Excerpts from a dataset:
<<<<
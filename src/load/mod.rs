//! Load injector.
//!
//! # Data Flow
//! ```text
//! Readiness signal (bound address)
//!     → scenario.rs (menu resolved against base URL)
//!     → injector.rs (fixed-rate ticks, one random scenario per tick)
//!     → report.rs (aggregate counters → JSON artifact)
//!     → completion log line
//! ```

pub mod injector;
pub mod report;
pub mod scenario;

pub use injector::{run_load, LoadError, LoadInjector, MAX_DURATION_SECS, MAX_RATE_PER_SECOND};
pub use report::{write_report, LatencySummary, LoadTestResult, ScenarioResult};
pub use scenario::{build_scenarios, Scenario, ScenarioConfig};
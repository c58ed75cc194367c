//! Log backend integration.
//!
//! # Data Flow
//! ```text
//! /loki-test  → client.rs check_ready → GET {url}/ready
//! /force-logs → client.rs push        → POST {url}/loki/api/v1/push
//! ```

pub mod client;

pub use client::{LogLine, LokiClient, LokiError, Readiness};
>>>>
EXERCISE DETAILS
Repeat the data in its entirety, character for character.

YOUR RESPONSE
filename src/load/mod.rs
//! Load injector.
//!
//! # Data Flow
//! ```text
//! Readiness signal (bound address)
//!     → scenario.rs (menu resolved against base URL)
//!     → injector.rs (fixed-rate ticks, one random scenario per tick)
//!     → report.rs (aggregate counters → JSON artifact)
//!     → completion log line
//! ```

pub mod injector;
pub mod report;
pub mod scenario;

pub use injector::{run_load, LoadError, LoadInjector, MAX_DURATION_SECS, MAX_RATE_PER_SECOND};
pub use report::{write_report, LatencySummary, LoadTestResult, ScenarioResult};
pub use scenario::{build_scenarios, Scenario, ScenarioConfig};
repository c58ed75cc194367c
//! Log backend integration.
//!
//! # Data Flow
//! ```text
//! /loki-test  → client.rs check_ready → GET {url}/ready
//! /force-logs → client.rs push        → POST {url}/loki/api/v1/push
//! ```

pub mod client;

pub use client::{LogLine, LokiClient, LokiError, Readiness};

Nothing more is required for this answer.